It is with regret that I announce the termination of my contract with my beloved YMCA. When I lost my job I didn’t feel as if I could afford the membership any longer, not knowing what was in store for me down the road. I only was allowed a 30-day window to renew without paying a joining fee and because my new job didn’t happen within that window, I missed my opportunity. Joining fees at the Y will cost you and arm and a leg. Since I am partial to being symmetrical, I looked for other facilities.
It has been a journey, not quite an emotional one, but a journey I have not relished. I miss Lynnette. I miss Jane. I miss my little old ladies with the blue eye shadow from eyelash to brow bone. I miss Cathy who told me she loved me every time she saw me even though she says it to everyone. I miss the guy who hit on me all the time by asking me to meet up in the steam room. (Okay, that was a lie. I don’t miss him at all.) I miss my *people*.
After a time, though, I lit upon a gym I’ve heard good things about. Hermitage Fitness. I tossed my hair up in pigtails, threw on some clothes and drove on over there to check it out. My first impression was, well, not good. It’s in kind of a ghetto shopping center, very run down. There is a Dollar General next to it which always makes me feel a little safe, but the Family Buffet looks like a place I wouldn’t take my ex-boyfriend to and I don’t like him at all. I gave it a shot, though, and was pleased.

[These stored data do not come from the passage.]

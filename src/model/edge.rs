//! Closed relationship-type vocabulary and the directed edge type.

use serde::{Deserialize, Serialize};

/// Closed vocabulary of BloodHound relationship types CADRA understands.
///
/// Wire strings match BloodHound's own relationship type names exactly,
/// including its `ADCSESC*` family spelling (`ADCSES1`, not `ADCSESC1`).
#[derive(Debug, Clone, Copy, PartialEq, Eq, Hash, Serialize, Deserialize)]
pub enum EdgeType {
    Adcsesc1,
    Adcsesc3,
    Adcsesc6a,
    Adcsesc9a,
    Adcsesc10a,
    AddAllowedToAct,
    AddKeyCredentialLink,
    AddMember,
    AddSelf,
    AllowedToAct,
    AllowedToDelegate,
    AllExtendedRights,
    DcSync,
    Enroll,
    ForceChangePassword,
    GenericAll,
    GenericWrite,
    GetChanges,
    GetChangesAll,
    GetChangesInFilteredSet,
    ManageCa,
    ManageCertificates,
    MemberOf,
    Owns,
    ReadGmsaPassword,
    ReadLapsPassword,
    SqlAdmin,
    SyncLapsPassword,
    WriteAccountRestrictions,
    WriteDacl,
    WriteOwner,
    WritePkiEnrollmentFlag,
    WritePkiNameFlag,
    WriteSpn,
}

impl EdgeType {
    #[must_use]
    pub const fn wire_str(self) -> &'static str {
        match self {
            Self::Adcsesc1 => "ADCSES1",
            Self::Adcsesc3 => "ADCSES3",
            Self::Adcsesc6a => "ADCSES6a",
            Self::Adcsesc9a => "ADCSES9a",
            Self::Adcsesc10a => "ADCSES10a",
            Self::AddAllowedToAct => "AddAllowedToAct",
            Self::AddKeyCredentialLink => "AddKeyCredentialLink",
            Self::AddMember => "AddMember",
            Self::AddSelf => "AddSelf",
            Self::AllowedToAct => "AllowedToAct",
            Self::AllowedToDelegate => "AllowedToDelegate",
            Self::AllExtendedRights => "AllExtendedRights",
            Self::DcSync => "DCSync",
            Self::Enroll => "Enroll",
            Self::ForceChangePassword => "ForceChangePassword",
            Self::GenericAll => "GenericAll",
            Self::GenericWrite => "GenericWrite",
            Self::GetChanges => "GetChanges",
            Self::GetChangesAll => "GetChangesAll",
            Self::GetChangesInFilteredSet => "GetChangesInFilteredSet",
            Self::ManageCa => "ManageCA",
            Self::ManageCertificates => "ManageCertificates",
            Self::MemberOf => "MemberOf",
            Self::Owns => "Owns",
            Self::ReadGmsaPassword => "ReadGMSAPassword",
            Self::ReadLapsPassword => "ReadLAPSPassword",
            Self::SqlAdmin => "SQLAdmin",
            Self::SyncLapsPassword => "SyncLAPSPassword",
            Self::WriteAccountRestrictions => "WriteAccountRestrictions",
            Self::WriteDacl => "WriteDacl",
            Self::WriteOwner => "WriteOwner",
            Self::WritePkiEnrollmentFlag => "WritePKIEnrollmentFlag",
            Self::WritePkiNameFlag => "WritePKINameFlag",
            Self::WriteSpn => "WriteSPN",
        }
    }

    /// Parse a relationship type string as it comes off the wire. Returns
    /// `None` for any type outside the closed vocabulary — the caller
    /// decides whether that is a warning-and-skip or a hard error.
    #[must_use]
    pub fn parse(wire: &str) -> Option<Self> {
        Some(match wire {
            "ADCSES1" => Self::Adcsesc1,
            "ADCSES3" => Self::Adcsesc3,
            "ADCSES6a" => Self::Adcsesc6a,
            "ADCSES9a" => Self::Adcsesc9a,
            "ADCSES10a" => Self::Adcsesc10a,
            "AddAllowedToAct" => Self::AddAllowedToAct,
            "AddKeyCredentialLink" => Self::AddKeyCredentialLink,
            "AddMember" => Self::AddMember,
            "AddSelf" => Self::AddSelf,
            "AllowedToAct" => Self::AllowedToAct,
            "AllowedToDelegate" => Self::AllowedToDelegate,
            "AllExtendedRights" => Self::AllExtendedRights,
            "DCSync" => Self::DcSync,
            "Enroll" => Self::Enroll,
            "ForceChangePassword" => Self::ForceChangePassword,
            "GenericAll" => Self::GenericAll,
            "GenericWrite" => Self::GenericWrite,
            "GetChanges" => Self::GetChanges,
            "GetChangesAll" => Self::GetChangesAll,
            "GetChangesInFilteredSet" => Self::GetChangesInFilteredSet,
            "ManageCA" => Self::ManageCa,
            "ManageCertificates" => Self::ManageCertificates,
            "MemberOf" => Self::MemberOf,
            "Owns" => Self::Owns,
            "ReadGMSAPassword" => Self::ReadGmsaPassword,
            "ReadLAPSPassword" => Self::ReadLapsPassword,
            "SQLAdmin" => Self::SqlAdmin,
            "SyncLAPSPassword" => Self::SyncLapsPassword,
            "WriteAccountRestrictions" => Self::WriteAccountRestrictions,
            "WriteDacl" => Self::WriteDacl,
            "WriteOwner" => Self::WriteOwner,
            "WritePKIEnrollmentFlag" => Self::WritePkiEnrollmentFlag,
            "WritePKINameFlag" => Self::WritePkiNameFlag,
            "WriteSPN" => Self::WriteSpn,
            _ => return None,
        })
    }
}

impl std::fmt::Display for EdgeType {
    fn fmt(&self, f: &mut std::fmt::Formatter<'_>) -> std::fmt::Result {
        f.write_str(self.wire_str())
    }
}

/// A directed BloodHound relationship between two nodes.
#[derive(Debug, Clone, PartialEq, Eq)]
pub struct Edge {
    pub edge_type: EdgeType,
    pub start_node_id: String,
    pub end_node_id: String,
}

impl Edge {
    #[must_use]
    pub fn new(
        edge_type: EdgeType,
        start_node_id: impl Into<String>,
        end_node_id: impl Into<String>,
    ) -> Self {
        Self {
            edge_type,
            start_node_id: start_node_id.into(),
            end_node_id: end_node_id.into(),
        }
    }
}
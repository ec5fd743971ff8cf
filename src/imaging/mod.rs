//! Image handling: decode/encode and display compositing.
//!
//! | Operation | Crate / function |
//! |---|---|
//! | **Decode** | `image::ImageReader` (JPEG, PNG, BMP, GIF) |
//! | **Encode** | `ImageBuffer::save_with_format` |
//! | **Prescale** (zoom < 1) | `imageops::resize` with Catmull-Rom |
//! | **Compose** | bicubic inverse mapping, rows in parallel via rayon |
//!
//! The module is split into:
//! - **Calculations**: Pure functions for fit/scale/rotation math (unit testable)
//! - **Parameters**: Viewport, background and color adjustment types
//! - **Backend**: [`ImageCodec`] trait + [`RustCodec`]
//! - **Compositor**: [`compose`] turns a source image and transform into a
//!   [`DisplayRaster`]

pub mod backend;
mod calculations;
pub mod compositor;
mod params;
pub mod rust_backend;

pub use backend::{CodecError, Dimensions, ImageCodec, SaveFormat, SourceImage};
pub use calculations::{
    centering_offset, compute_fit_zoom, prescale_dimensions, rotation_basis, scaled_size,
};
pub use compositor::{DisplayRaster, compose};
pub use params::{Background, ColorAdjust, Viewport};
pub use rust_backend::{RustCodec, SUPPORTED_EXTENSIONS, is_supported_image};
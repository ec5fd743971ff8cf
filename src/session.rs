//! Viewer session: the single owner of all viewing state.
//!
//! A [`ViewerSession`] holds the source image, its transform, the current
//! display raster, the sibling set, and the zoom animator. Input arrives as
//! [`ViewerEvent`]s through [`ViewerSession::handle`], which is the only place
//! state changes. After every mutation that affects the picture the session
//! recomposes the display raster; the caller presents it.
//!
//! ## Event effects
//!
//! | Event | Transform | Display |
//! |---|---|---|
//! | `Open`, `NavigatePrev/Next` | fit applied at once if fit mode is on | rebuilt |
//! | `NavigatePrev/Next` past a corrupt file | skipped, next decodable sibling opened | rebuilt |
//! | `ZoomWheel`, `ActualSize`, `ZoomTo` | target moved, fit mode cleared | per frame tick |
//! | `ToggleFitToWindow` | on: animate to fit; off: flag cleared | per frame tick |
//! | `ZoomKeyDown/Up` | continuous zoom, fit mode cleared | per frame tick |
//! | `RotateLeft/Right` | ±90° | rebuilt |
//! | `AdjustBrightness/Contrast`, `ResetAdjustments` | color changed | rebuilt |
//! | `Resized` | fit re-applied at once if fit mode is on | rebuilt |
//! | `ToggleDarkMode` | none | rebuilt |
//! | `Save` | none | none |
//!
//! A failed load or save leaves every piece of state as it was.

use crate::animation::{AnimationSettings, TickKind, Ticker, ZoomAnimator, ZoomDirection, ZoomPhase};
use crate::imaging::{
    Background, CodecError, DisplayRaster, ImageCodec, SaveFormat, SourceImage, Viewport,
    compose, compute_fit_zoom,
};
use crate::siblings::{Direction, SiblingSet};
use crate::transform::TransformState;
use serde::Serialize;
use std::path::{Path, PathBuf};
use thiserror::Error;

#[derive(Error, Debug)]
pub enum LoadError {
    #[error("Failed to load {path}: {source}")]
    Decode {
        path: PathBuf,
        #[source]
        source: CodecError,
    },
}

#[derive(Error, Debug)]
pub enum SaveError {
    #[error("No image loaded")]
    NoImage,
    #[error("Failed to save {path}: {source}")]
    Encode {
        path: PathBuf,
        #[source]
        source: CodecError,
    },
}

#[derive(Error, Debug)]
pub enum SessionError {
    #[error(transparent)]
    Load(#[from] LoadError),
    #[error(transparent)]
    Save(#[from] SaveError),
}

/// Input to the session, as delivered by a window layer or the CLI.
#[derive(Debug, Clone, PartialEq)]
pub enum ViewerEvent {
    Open(PathBuf),
    /// Save a copy of the source image; format follows the extension.
    Save(PathBuf),
    RotateLeft,
    RotateRight,
    ActualSize,
    /// Animate to an explicit zoom level (clamped).
    ZoomTo(f32),
    ToggleFitToWindow,
    NavigatePrev,
    NavigateNext,
    /// Mouse wheel; only the sign matters.
    ZoomWheel(i32),
    ZoomKeyDown(ZoomDirection),
    ZoomKeyUp(ZoomDirection),
    ToggleDarkMode,
    Resized(Viewport),
    AdjustBrightness(f32),
    AdjustContrast(f32),
    ResetAdjustments,
    Tick(TickKind),
}

/// Tunables a session is created with. See [`crate::config`] for the file
/// they usually come from.
#[derive(Debug, Clone, PartialEq)]
pub struct SessionSettings {
    pub animation: AnimationSettings,
    pub wheel_zoom_in: f32,
    pub wheel_zoom_out: f32,
    pub light: Background,
    pub dark: Background,
    /// Initial fit-to-window mode.
    pub fit_to_window: bool,
    /// Initial dark mode.
    pub dark_mode: bool,
}

impl Default for SessionSettings {
    fn default() -> Self {
        Self {
            animation: AnimationSettings::default(),
            wheel_zoom_in: 1.1,
            wheel_zoom_out: 0.9,
            light: Background::WHITE,
            dark: Background([0x1e, 0x1e, 0x1e]),
            fit_to_window: false,
            dark_mode: false,
        }
    }
}

/// Snapshot for a status bar.
#[derive(Debug, Clone, PartialEq, Serialize)]
pub struct StatusInfo {
    pub width: u32,
    pub height: u32,
    /// Current zoom as a whole percentage.
    pub zoom_percent: u32,
    pub file_name: String,
    /// Size on disk in bytes, when known.
    pub file_size: Option<u64>,
}

pub struct ViewerSession<C: ImageCodec, T: Ticker> {
    codec: C,
    source: Option<SourceImage>,
    transform: TransformState,
    display: Option<DisplayRaster>,
    siblings: SiblingSet,
    animator: ZoomAnimator<T>,
    viewport: Viewport,
    dark_mode: bool,
    settings: SessionSettings,
}

impl<C: ImageCodec, T: Ticker> ViewerSession<C, T> {
    /// Create an empty session. `frame` and `hold` drive the zoom animation.
    pub fn new(codec: C, frame: T, hold: T, viewport: Viewport, settings: SessionSettings) -> Self {
        let mut transform = TransformState::new();
        transform.set_fit_to_window(settings.fit_to_window);
        Self {
            codec,
            source: None,
            transform,
            display: None,
            siblings: SiblingSet::default(),
            animator: ZoomAnimator::new(settings.animation, frame, hold),
            viewport,
            dark_mode: settings.dark_mode,
            settings,
        }
    }

    /// Apply one event. Returns true when the display raster was rebuilt.
    pub fn handle(&mut self, event: ViewerEvent) -> Result<bool, SessionError> {
        log::trace!("event {event:?}");
        let redraw = match event {
            ViewerEvent::Open(path) => self.open(&path)?,
            ViewerEvent::Save(path) => {
                self.save(&path)?;
                false
            }
            ViewerEvent::RotateLeft => {
                self.transform.rotate_left();
                self.refresh()
            }
            ViewerEvent::RotateRight => {
                self.transform.rotate_right();
                self.refresh()
            }
            ViewerEvent::ActualSize => {
                self.transform.set_fit_to_window(false);
                self.animator.request(&mut self.transform, 1.0);
                false
            }
            ViewerEvent::ZoomTo(zoom) => {
                self.transform.set_fit_to_window(false);
                self.animator.request(&mut self.transform, zoom);
                false
            }
            ViewerEvent::ToggleFitToWindow => self.toggle_fit(),
            ViewerEvent::NavigatePrev => self.navigate(Direction::Prev)?,
            ViewerEvent::NavigateNext => self.navigate(Direction::Next)?,
            ViewerEvent::ZoomWheel(delta) => {
                self.wheel(delta);
                false
            }
            ViewerEvent::ZoomKeyDown(direction) => {
                self.transform.set_fit_to_window(false);
                self.animator.key_down(direction);
                false
            }
            ViewerEvent::ZoomKeyUp(direction) => {
                self.animator.key_up(direction);
                false
            }
            ViewerEvent::ToggleDarkMode => {
                self.dark_mode = !self.dark_mode;
                self.refresh()
            }
            ViewerEvent::Resized(viewport) => {
                self.viewport = viewport;
                self.apply_fit_now();
                self.refresh()
            }
            ViewerEvent::AdjustBrightness(delta) => {
                self.transform
                    .set_brightness(self.transform.brightness() + delta);
                self.refresh()
            }
            ViewerEvent::AdjustContrast(delta) => {
                self.transform.set_contrast(self.transform.contrast() + delta);
                self.refresh()
            }
            ViewerEvent::ResetAdjustments => {
                self.transform.reset_adjustments();
                self.refresh()
            }
            ViewerEvent::Tick(kind) => {
                self.animator.tick(kind, &mut self.transform) && self.refresh()
            }
        };
        Ok(redraw)
    }

    /// Load `path`, replacing the current image only on success.
    fn open(&mut self, path: &Path) -> Result<bool, LoadError> {
        let source = self
            .codec
            .decode(path)
            .map_err(|source| LoadError::Decode {
                path: path.to_path_buf(),
                source,
            })?;
        log::info!(
            "Loaded {} ({}x{})",
            path.display(),
            source.width(),
            source.height()
        );

        self.animator.cancel();
        self.transform.snap_to_target();
        self.siblings = SiblingSet::scan(path);
        self.source = Some(source);
        self.apply_fit_now();
        Ok(self.refresh())
    }

    fn save(&self, path: &Path) -> Result<(), SaveError> {
        let source = self.source.as_ref().ok_or(SaveError::NoImage)?;
        self.encode(source.pixels(), path)
    }

    /// Write the current display raster (what the user sees) to `path`.
    pub fn save_display(&self, path: &Path) -> Result<(), SaveError> {
        let display = self.display.as_ref().ok_or(SaveError::NoImage)?;
        self.encode(display.pixels(), path)
    }

    fn encode(&self, raster: &image::RgbaImage, path: &Path) -> Result<(), SaveError> {
        let format = SaveFormat::from_path(path);
        self.codec
            .encode(raster, path, format)
            .map_err(|source| SaveError::Encode {
                path: path.to_path_buf(),
                source,
            })?;
        log::info!("Saved {} as {format:?}", path.display());
        Ok(())
    }

    /// Open the nearest sibling in `direction` that decodes. Files that fail
    /// are skipped; if none decode, the first failure is returned and the
    /// session is left as it was.
    fn navigate(&mut self, direction: Direction) -> Result<bool, LoadError> {
        if self.source.is_none() {
            return Ok(false);
        }
        let candidates: Vec<PathBuf> = self
            .siblings
            .walk(direction)
            .map(Path::to_path_buf)
            .collect();
        if candidates.is_empty() {
            log::warn!("No sibling images to navigate to");
            return Ok(false);
        }

        let mut first_error = None;
        for path in candidates {
            match self.open(&path) {
                Ok(redraw) => return Ok(redraw),
                Err(e) => {
                    log::warn!("Skipping {e}");
                    first_error.get_or_insert(e);
                }
            }
        }
        match first_error {
            Some(e) => Err(e),
            None => Ok(false),
        }
    }

    fn wheel(&mut self, delta: i32) {
        let factor = match delta.signum() {
            1 => self.settings.wheel_zoom_in,
            -1 => self.settings.wheel_zoom_out,
            _ => return,
        };
        self.transform.set_fit_to_window(false);
        let target = self.transform.target_zoom() * factor;
        self.animator.request(&mut self.transform, target);
    }

    fn toggle_fit(&mut self) -> bool {
        let fit = !self.transform.fit_to_window();
        self.transform.set_fit_to_window(fit);
        if let Some(zoom) = self.fit_zoom().filter(|_| fit) {
            self.animator.request(&mut self.transform, zoom);
        }
        false
    }

    /// Zoom that fits the current image in the viewport.
    fn fit_zoom(&self) -> Option<f32> {
        let source = self.source.as_ref()?;
        Some(compute_fit_zoom(
            source.width(),
            source.height(),
            self.viewport.width(),
            self.viewport.height(),
        ))
    }

    /// In fit mode, jump straight to the fit zoom with no animation.
    fn apply_fit_now(&mut self) {
        if !self.transform.fit_to_window() {
            return;
        }
        if let Some(zoom) = self.fit_zoom() {
            self.animator.cancel();
            self.transform.jump_to(zoom);
        }
    }

    /// Recompose the display raster from the current state. With no image
    /// loaded the previous raster (if any) is kept and nothing happens.
    pub fn refresh(&mut self) -> bool {
        let Some(source) = &self.source else {
            return false;
        };
        self.display = Some(compose(
            source,
            &self.transform,
            self.viewport,
            self.background(),
        ));
        true
    }

    pub fn status(&self) -> Option<StatusInfo> {
        let source = self.source.as_ref()?;
        Some(StatusInfo {
            width: source.width(),
            height: source.height(),
            zoom_percent: (self.transform.zoom() * 100.0).round() as u32,
            file_name: source
                .path()
                .file_name()
                .map(|n| n.to_string_lossy().to_string())
                .unwrap_or_default(),
            file_size: source.file_size(),
        })
    }

    pub fn display(&self) -> Option<&DisplayRaster> {
        self.display.as_ref()
    }

    pub fn source(&self) -> Option<&SourceImage> {
        self.source.as_ref()
    }

    pub fn transform(&self) -> &TransformState {
        &self.transform
    }

    pub fn siblings(&self) -> &SiblingSet {
        &self.siblings
    }

    pub fn animator(&self) -> &ZoomAnimator<T> {
        &self.animator
    }

    pub fn phase(&self) -> ZoomPhase {
        self.animator.phase()
    }

    /// True when no ticker is running.
    pub fn is_idle(&self) -> bool {
        self.animator.is_idle()
    }

    pub fn viewport(&self) -> Viewport {
        self.viewport
    }

    pub fn dark_mode(&self) -> bool {
        self.dark_mode
    }

    pub fn background(&self) -> Background {
        if self.dark_mode {
            self.settings.dark
        } else {
            self.settings.light
        }
    }
}
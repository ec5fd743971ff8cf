//! Zoom animation state machine.
//!
//! Two independent tick sources drive zoom:
//!
//! | Ticker | Rate | Each tick |
//! |---|---|---|
//! | frame | ~60 Hz | `zoom += (target - zoom) * damping` |
//! | hold | ~20 Hz | `target *= factor` (or `/= factor`), clamped |
//!
//! A discrete request (wheel, shortcut, fit) moves the target once and starts
//! the frame ticker. Holding a zoom key starts the hold ticker, which keeps
//! nudging the target while the frame ticker chases it. Releasing the key stops
//! only the hold ticker; the frame ticker runs until zoom converges.
//!
//! ```text
//!              request(target)               gap < epsilon
//!   Idle ─────────────────────────▶ Animating ──────────────▶ Idle
//!    │                                 ▲  │
//!    │ key_down                 key_up │  │ key_down
//!    ▼                                 │  ▼
//!   ContinuousZooming ◀────────────────┴──┘
//! ```
//!
//! Tickers are injected through the [`Ticker`] trait so tests (and the
//! headless CLI) can drive the machine with synthetic ticks. All mutation
//! happens on the caller's thread; [`ThreadTicker`] only posts [`ThreadTick`]
//! messages into a channel.

use crate::transform::TransformState;
use std::sync::Arc;
use std::sync::atomic::{AtomicBool, Ordering};
use std::sync::mpsc::Sender;
use std::thread::JoinHandle;
use std::time::Duration;

/// Which tick source fired.
#[derive(Debug, Clone, Copy, PartialEq, Eq)]
pub enum TickKind {
    /// Interpolation step toward the target.
    Frame,
    /// Continuous-zoom nudge of the target.
    Hold,
}

#[derive(Debug, Clone, Copy, PartialEq, Eq)]
pub enum ZoomDirection {
    In,
    Out,
}

/// Observable state of the animator.
#[derive(Debug, Clone, Copy, PartialEq, Eq)]
pub enum ZoomPhase {
    Idle,
    Animating,
    ContinuousZooming(ZoomDirection),
}

/// A cancellable periodic tick source.
///
/// `start` on a running ticker and `stop` on a stopped one are no-ops.
pub trait Ticker {
    fn start(&mut self, interval: Duration);
    fn stop(&mut self);
    fn is_running(&self) -> bool;
}

/// Ticker with no clock: the owner delivers ticks by hand.
///
/// Counts real transitions so tests can assert that start/stop were not
/// repeated.
#[derive(Debug, Default)]
pub struct ManualTicker {
    running: bool,
    interval: Option<Duration>,
    starts: usize,
    stops: usize,
}

impl ManualTicker {
    pub fn new() -> Self {
        Self::default()
    }

    /// Interval requested by the most recent start.
    pub fn interval(&self) -> Option<Duration> {
        self.interval
    }

    pub fn starts(&self) -> usize {
        self.starts
    }

    pub fn stops(&self) -> usize {
        self.stops
    }
}

impl Ticker for ManualTicker {
    fn start(&mut self, interval: Duration) {
        if !self.running {
            self.running = true;
            self.interval = Some(interval);
            self.starts += 1;
        }
    }

    fn stop(&mut self) {
        if self.running {
            self.running = false;
            self.stops += 1;
        }
    }

    fn is_running(&self) -> bool {
        self.running
    }
}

I was surprised at how nice the facility was and how reasonable the rates were. I accepted a week’s free pass and made sure I gave the gym a thorough test. I availed myself of the locker room, showers and all. Very nice. I availed myself of the jogging track. Kind of boring but handy. I availed myself of the scale. Sniffle. I’d really like to avail myself of this machine, mostly because I picture myself sipping on a cocktail and filing my nails while the machine does all work. Isn’t that what those “fat shaker” machines offer?
Anyway, finally, I availed myself of some classes. I thought I’d see how they compare to Lynnette’s classes. Obviously there would be no contest, but I thought I should work with what I have.
I have more to say about the classes but first, I want to say this. You notice how on my list of demands I make of a man before considering a date with him I never list “stomach like a brick”? There’s a reason for that. I do find that a lovely feature, really meow-worthy, but I feel that if I demand one of those from him, I’ll have to give one back in return. And there ain’t no way, no how I’m ever going to achieve that. Still, one class at this new gym was of particular interest to me: the abs class. Thirty minutes of straight ab work, which in theory sounds like a fantastic idea.
Then I took the class.
Aw, hell naw. It was awful. The instructor was so friggin cheerful and never gasped for breath even one time. His manner was mild and not at all flustered. His skin stayed a nice flesh color and never turned tomato red. His ab moves looked as fluid as melted butter. As I was his polar opposite, I hated him for every minute of it. He probably has fantastic abs. Mine, on the other hand, hurt so badly right now that if I sneezed I would pass out.
Lynnette, Tony, Hulk, Jane, and Dammit Todd, I suppose you’d like to know why I’m mad at you. Because you are the ones who tell me I can do this, encourage me to do this and have results doing this. You changed my status quo years ago (whether I adhere to it or not) and right now, while my abs are making me want to cry, I hate you for it. I just did arms yesterday so I’m pretty sure I won’t get over it any time soon.
Love,
Jimmie, abs of cotton, arms of rubber
P.S. On my first day at the new gym, a much older man asked me if I was single. Why do I suspect that he might invite me to the steam room soon?
Jun 13, 2012 @ 15:18:23
Ha!!!! Abs of Cotton….Arms of Rubber!! I love it!!!
Jun 18, 2012 @ 09:45:21
You can be mad at the Hulk, you just don’t want the Hulk mad at you. 🙂
Jun 19, 2012 @ 17:36:43
If the Hulk gets mad at me, I just make him a banana cake.